In North Carolina like many other states, the law requires insurance companies to treat people fairly. When an insurance company acts unfairly, deceptively, or puts its own profit ahead of the rights of its policyholders in a manner that is unlawful, it is called bad faith. An insurance company that is sued for bad faith in North Carolina could be made to pay to the policyholder all amounts due under the policy, as well as punitive or multiple damages and other relief. A qualified North Carolina lawyer can help you understand and protect your rights if an insurance company has acted in bad faith toward you.
Types of Bad Faith
There are two ways that an insurance company can be held accountable by a policyholder for bad faith under North Carolina law.
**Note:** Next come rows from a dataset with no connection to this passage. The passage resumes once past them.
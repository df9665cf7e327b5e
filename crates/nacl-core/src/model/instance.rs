/// 1つの論理コンピュートノード
///
/// `attributes` にはプロバイダーのスキーマで宣言されたキーのみが
/// 正規化時にコピーされます（デフォルト値適用済み）。
#[derive(Debug, Clone)]
pub struct InstanceSpec {
    /// 論理名
    pub name: String,
    /// プロビジョニング名 `nacl_<formula>_<scenario>_<name>`
    ///
    /// シナリオ内で一意、かつ再実行しても変わりません
    /// （再作成ではなく再アタッチするための鍵）。
    pub prov_name: String,
    /// プロバイダー固有の属性
    pub attributes: serde_yaml::Mapping,
}

impl InstanceSpec {
    pub fn attr(&self, key: &str) -> Option<&serde_yaml::Value> {
        self.attributes.get(key)
    }

    pub fn attr_str(&self, key: &str) -> Option<&str> {
        self.attr(key).and_then(|v| v.as_str())
    }

    pub fn attr_bool(&self, key: &str) -> Option<bool> {
        self.attr(key).and_then(|v| v.as_bool())
    }

    pub fn attr_seq(&self, key: &str) -> Option<&serde_yaml::Sequence> {
        self.attr(key).and_then(|v| v.as_sequence())
    }

    /// 文字列シーケンス属性を Vec<String> として取り出す
    pub fn attr_str_seq(&self, key: &str) -> Vec<String> {
        self.attr_seq(key)
            .map(|seq| {
                seq.iter()
                    .filter_map(|v| v.as_str().map(String::from))
                    .collect()
            })
            .unwrap_or_default()
    }
}
//! login サブコマンド — インスタンスへの対話シェル

use crate::commands::load_scenario;
use anyhow::Result;

pub async fn handle(scenario: &str, host: Option<&str>) -> Result<()> {
    let config = load_scenario(scenario)?;
    let provider = nacl_provider::create_provider(&config).await?;
    provider.login(host).await
}
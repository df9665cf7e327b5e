use thiserror::Error;

#[derive(Error, Debug)]
pub enum RunnerError {
    #[error("lint が失敗しました (終了コード {0})")]
    LintFailed(i32),

    #[error("インスタンス '{instance}' の状態適用が失敗しました")]
    ConvergeFailed { instance: String },

    #[error("インスタンス '{instance}' の再適用で変更が発生しました（冪等性違反）")]
    NotIdempotent { instance: String },

    #[error("検証が失敗しました (終了コード {0})")]
    VerifyFailed(i32),

    #[error("不明なフェーズです: '{0}'")]
    UnknownPhase(String),

    #[error("IOエラー: {0}")]
    Io(#[from] std::io::Error),
}

impl RunnerError {
    /// プロセス終了コードへの対応付け
    ///
    /// 外部ツールの失敗はそのツールの終了コードをそのまま使います。
    pub fn exit_code(&self) -> i32 {
        match self {
            RunnerError::LintFailed(code) | RunnerError::VerifyFailed(code) => *code,
            _ => 1,
        }
    }
}
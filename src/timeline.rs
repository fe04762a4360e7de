//! Timeline model: maps a slider position to the set of visible nodes.
//!
//! The server supplies the order in which nodes appeared. Position `i` shows
//! every node whose id occurs in the first `i + 1` entries.

use std::collections::HashSet;

/// Which nodes the graph should draw.
#[derive(Clone, Debug, PartialEq, Eq)]
pub enum Visibility {
	/// No timeline constraint.
	All,
	/// Only these node ids.
	Only(HashSet<String>),
}

impl Visibility {
	/// Shows exactly `ids`.
	pub fn only<I, S>(ids: I) -> Self
	where
		I: IntoIterator<Item = S>,
		S: Into<String>,
	{
		Visibility::Only(ids.into_iter().map(Into::into).collect())
	}

	/// Whether node `id` is drawn.
	pub fn shows(&self, id: &str) -> bool {
		match self {
			Visibility::All => true,
			Visibility::Only(ids) => ids.contains(id),
		}
	}
}

/// Attributes for the range input and its label.
#[derive(Clone, Debug, PartialEq, Eq)]
pub struct SliderState {
	/// Range `min` attribute.
	pub min: usize,
	/// Range `max` attribute.
	pub max: usize,
	/// Current position.
	pub value: usize,
	/// Text of `#timelineLabel`.
	pub label: String,
}

/// Ordered sequence of node ids, one per slider step.
#[derive(Clone, Debug, Default, PartialEq, Eq)]
pub struct Timeline {
	entries: Vec<String>,
}

impl Timeline {
	/// Wraps the node ids in order of appearance.
	pub fn new(entries: Vec<String>) -> Self {
		Self { entries }
	}

	/// Number of steps.
	pub fn len(&self) -> usize {
		self.entries.len()
	}

	/// True when the server sent no timeline.
	pub fn is_empty(&self) -> bool {
		self.entries.is_empty()
	}

	/// Slider state when the graph first becomes ready: positioned on the last
	/// entry, or collapsed to zero when there is no timeline.
	pub fn initial_slider(&self) -> SliderState {
		let last = self.len().saturating_sub(1);
		SliderState {
			min: 0,
			max: last,
			value: last,
			label: self.len().to_string(),
		}
	}

	/// Visibility at initialization. Without a timeline every node shows.
	pub fn initial_visibility(&self) -> Visibility {
		if self.is_empty() {
			Visibility::All
		} else {
			self.visible_at(self.len() - 1)
		}
	}

	/// Label for a slider position: how many steps are shown.
	pub fn label_at(&self, index: usize) -> String {
		if self.is_empty() {
			"0".to_string()
		} else {
			(index + 1).to_string()
		}
	}

	/// Node ids in the prefix `[0..=index]`. Positions past the end add nothing.
	pub fn visible_at(&self, index: usize) -> Visibility {
		let end = index.saturating_add(1).min(self.len());
		Visibility::only(self.entries[..end].iter().cloned())
	}
}

#[cfg(test)]
mod tests {
	use super::*;

	fn timeline() -> Timeline {
		Timeline::new(vec!["s1".into(), "a1".into(), "e1".into(), "a1".into()])
	}

	#[test]
	fn initializes_at_last_entry() {
		let t = timeline();
		assert_eq!(
			t.initial_slider(),
			SliderState {
				min: 0,
				max: 3,
				value: 3,
				label: "4".into()
			}
		);
		assert_eq!(t.initial_visibility(), Visibility::only(["s1", "a1", "e1"]));
	}

	#[test]
	fn empty_timeline_shows_everything() {
		let t = Timeline::default();
		assert_eq!(
			t.initial_slider(),
			SliderState {
				min: 0,
				max: 0,
				value: 0,
				label: "0".into()
			}
		);
		assert_eq!(t.initial_visibility(), Visibility::All);
		assert_eq!(t.label_at(0), "0");
		assert!(Visibility::All.shows("anything"));
	}

	#[test]
	fn visible_set_is_prefix_of_timeline() {
		let t = timeline();
		assert_eq!(t.visible_at(0), Visibility::only(["s1"]));
		assert_eq!(t.visible_at(1), Visibility::only(["s1", "a1"]));
		assert_eq!(t.label_at(1), "2");

		let v = t.visible_at(2);
		assert!(v.shows("e1"));
		assert!(!v.shows("h1"));
	}

	#[test]
	fn index_past_end_is_clamped() {
		let t = timeline();
		assert_eq!(t.visible_at(99), t.visible_at(3));
		assert_eq!(t.visible_at(usize::MAX), t.visible_at(3));
	}
}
The first way is under a written law, or statute, that was passed by the legislature and signed by the governor. The law is called the Unfair and Deceptive Trade Practices Act. An insurance company is guilty of unfair and deceptive trade practices if it harmed you by doing something that has tendency to deceive, that offends public policy, or that is immoral, unethical, oppressive, unscrupulous, or substantially hurts people. North Carolina law also includes a list of insurance practices that are automatically considered to be unfair and deceptive. This list includes false advertising, coercion, discrimination, lying about important facts or policy terms, refusing to pay claims without an investigation, and unreasonably forcing a lawsuit without attempting to settle with the policyholder.
The second way an insurance company can be held accountable for bad faith is under the history of court opinions where North Carolina courts found insurance companies responsible for wrongdoing. This is judge-made law, also called common law. An insurance company can be responsible for bad faith under the common law if it refuses to pay policy benefits after receiving and recognizing a valid claim, if it acts in consideration of its own interests and disregards the interests of the policyholder, and if there is other aggravating or outrageous conduct by the insurance company that harms the policyholder.
Consequences of Bad Faith
An insurance company that has committed bad faith in North Carolina can face very serious consequences. The policyholder may be entitled to all of the amounts due under the policy, as well as punitive or multiple damages. The insurance company may also be required to pay the policyholder’s attorney’s fees and other amounts such as pre- and post-judgment interest. All of these things can add up in some cases to millions of dollars, when the bad faith was especially bad and it caused extremely serious harm.
If you believe an insurance company has wrongfully denied policy benefits to you in a manner that was unfair, deceptive, or outrageous in any way, you should consult a qualified lawyer to consider your options. Insurance companies are very sensitive to being accused of bad faith. A qualified lawyer may be able to help you get the policy benefits you deserve, and if the insurance company does not give in, there could be potential for you to recover punitive or multiple damages through a lawsuit.